● Your assignment:
Find every line in the records that holds the string "before". Copy each one.

======== Source data ========

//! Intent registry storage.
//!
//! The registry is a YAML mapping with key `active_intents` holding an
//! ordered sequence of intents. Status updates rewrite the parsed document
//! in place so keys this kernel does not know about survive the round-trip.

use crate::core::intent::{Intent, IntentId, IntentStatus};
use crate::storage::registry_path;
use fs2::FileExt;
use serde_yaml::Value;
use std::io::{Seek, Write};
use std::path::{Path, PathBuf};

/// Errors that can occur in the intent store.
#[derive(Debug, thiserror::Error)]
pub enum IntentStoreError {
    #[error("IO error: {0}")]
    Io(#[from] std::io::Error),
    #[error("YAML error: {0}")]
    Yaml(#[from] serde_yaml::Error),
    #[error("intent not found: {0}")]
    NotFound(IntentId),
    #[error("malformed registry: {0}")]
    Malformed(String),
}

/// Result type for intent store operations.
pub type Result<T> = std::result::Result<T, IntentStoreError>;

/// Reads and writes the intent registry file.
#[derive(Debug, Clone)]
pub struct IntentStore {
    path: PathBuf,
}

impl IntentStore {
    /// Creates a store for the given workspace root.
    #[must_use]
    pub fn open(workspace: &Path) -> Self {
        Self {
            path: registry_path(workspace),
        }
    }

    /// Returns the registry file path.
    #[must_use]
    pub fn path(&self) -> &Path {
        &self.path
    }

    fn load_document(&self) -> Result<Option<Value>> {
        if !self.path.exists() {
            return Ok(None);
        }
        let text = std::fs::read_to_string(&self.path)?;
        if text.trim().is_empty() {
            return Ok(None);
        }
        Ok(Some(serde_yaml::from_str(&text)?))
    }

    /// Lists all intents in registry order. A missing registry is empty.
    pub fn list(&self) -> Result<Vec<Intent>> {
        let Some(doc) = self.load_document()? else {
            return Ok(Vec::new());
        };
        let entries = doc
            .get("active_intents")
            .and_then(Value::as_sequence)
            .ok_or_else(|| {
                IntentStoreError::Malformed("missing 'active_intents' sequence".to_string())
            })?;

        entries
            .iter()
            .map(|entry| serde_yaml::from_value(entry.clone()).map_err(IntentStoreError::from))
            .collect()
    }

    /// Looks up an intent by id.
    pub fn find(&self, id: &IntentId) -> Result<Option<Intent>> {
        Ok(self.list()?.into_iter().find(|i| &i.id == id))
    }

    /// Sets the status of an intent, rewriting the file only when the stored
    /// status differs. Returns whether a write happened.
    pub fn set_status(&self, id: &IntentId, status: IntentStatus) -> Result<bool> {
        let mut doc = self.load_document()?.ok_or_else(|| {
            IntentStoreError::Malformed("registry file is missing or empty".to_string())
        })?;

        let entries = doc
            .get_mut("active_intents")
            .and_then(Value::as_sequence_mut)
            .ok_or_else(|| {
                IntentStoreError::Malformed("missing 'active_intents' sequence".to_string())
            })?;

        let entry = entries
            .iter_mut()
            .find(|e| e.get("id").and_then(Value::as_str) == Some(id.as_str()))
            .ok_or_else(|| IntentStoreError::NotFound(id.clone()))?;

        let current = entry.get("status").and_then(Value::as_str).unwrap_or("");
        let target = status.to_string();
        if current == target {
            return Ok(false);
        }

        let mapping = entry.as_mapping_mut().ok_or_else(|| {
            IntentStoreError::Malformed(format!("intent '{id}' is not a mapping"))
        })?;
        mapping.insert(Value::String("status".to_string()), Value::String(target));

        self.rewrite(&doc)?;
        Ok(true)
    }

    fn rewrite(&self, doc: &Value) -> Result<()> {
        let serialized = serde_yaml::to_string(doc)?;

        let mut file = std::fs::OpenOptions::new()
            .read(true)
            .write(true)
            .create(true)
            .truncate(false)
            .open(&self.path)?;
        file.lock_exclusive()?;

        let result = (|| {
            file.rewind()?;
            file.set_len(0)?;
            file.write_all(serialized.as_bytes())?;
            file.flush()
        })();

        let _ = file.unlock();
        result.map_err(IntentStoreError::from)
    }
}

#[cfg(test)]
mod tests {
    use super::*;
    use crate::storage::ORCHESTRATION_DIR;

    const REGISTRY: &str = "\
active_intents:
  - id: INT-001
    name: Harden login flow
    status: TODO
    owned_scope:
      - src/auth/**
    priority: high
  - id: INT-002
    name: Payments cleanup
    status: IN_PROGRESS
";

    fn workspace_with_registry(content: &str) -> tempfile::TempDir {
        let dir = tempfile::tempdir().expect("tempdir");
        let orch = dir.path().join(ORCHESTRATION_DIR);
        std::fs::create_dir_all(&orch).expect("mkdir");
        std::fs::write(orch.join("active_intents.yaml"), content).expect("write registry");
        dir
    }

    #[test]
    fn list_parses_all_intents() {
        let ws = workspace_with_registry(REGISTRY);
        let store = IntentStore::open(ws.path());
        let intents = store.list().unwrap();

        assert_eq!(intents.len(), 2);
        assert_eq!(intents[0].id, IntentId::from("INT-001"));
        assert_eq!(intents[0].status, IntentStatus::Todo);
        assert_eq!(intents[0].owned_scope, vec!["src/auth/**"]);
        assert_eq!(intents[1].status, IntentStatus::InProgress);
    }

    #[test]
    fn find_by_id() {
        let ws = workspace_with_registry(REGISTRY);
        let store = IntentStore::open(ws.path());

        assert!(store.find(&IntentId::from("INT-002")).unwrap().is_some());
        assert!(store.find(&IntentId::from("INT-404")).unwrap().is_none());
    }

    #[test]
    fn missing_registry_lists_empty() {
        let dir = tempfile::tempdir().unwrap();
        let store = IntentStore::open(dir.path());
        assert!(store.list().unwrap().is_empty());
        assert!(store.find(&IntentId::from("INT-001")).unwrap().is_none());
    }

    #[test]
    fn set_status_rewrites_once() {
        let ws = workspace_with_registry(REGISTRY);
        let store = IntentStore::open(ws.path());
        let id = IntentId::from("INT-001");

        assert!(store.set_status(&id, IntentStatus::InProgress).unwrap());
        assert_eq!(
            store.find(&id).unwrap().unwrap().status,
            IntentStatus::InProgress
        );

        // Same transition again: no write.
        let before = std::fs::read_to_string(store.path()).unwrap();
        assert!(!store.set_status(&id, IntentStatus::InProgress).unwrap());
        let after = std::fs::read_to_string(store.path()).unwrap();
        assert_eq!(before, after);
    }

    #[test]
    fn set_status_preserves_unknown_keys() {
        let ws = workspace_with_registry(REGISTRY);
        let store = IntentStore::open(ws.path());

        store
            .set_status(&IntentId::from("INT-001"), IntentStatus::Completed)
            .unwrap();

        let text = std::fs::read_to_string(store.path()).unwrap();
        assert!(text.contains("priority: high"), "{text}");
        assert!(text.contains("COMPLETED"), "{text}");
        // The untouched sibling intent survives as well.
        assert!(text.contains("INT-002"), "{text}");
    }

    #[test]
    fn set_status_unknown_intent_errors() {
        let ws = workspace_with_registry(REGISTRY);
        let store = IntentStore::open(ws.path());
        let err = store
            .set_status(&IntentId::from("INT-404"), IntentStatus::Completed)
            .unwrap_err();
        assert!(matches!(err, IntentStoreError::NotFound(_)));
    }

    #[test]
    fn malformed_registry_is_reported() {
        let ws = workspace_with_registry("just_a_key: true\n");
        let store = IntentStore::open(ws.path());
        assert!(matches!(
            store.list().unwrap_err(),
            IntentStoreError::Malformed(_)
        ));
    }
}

========

● Solution for this problem:
        let before = std::fs::read_to_string(store.path()).unwrap();
        assert_eq!(before, after);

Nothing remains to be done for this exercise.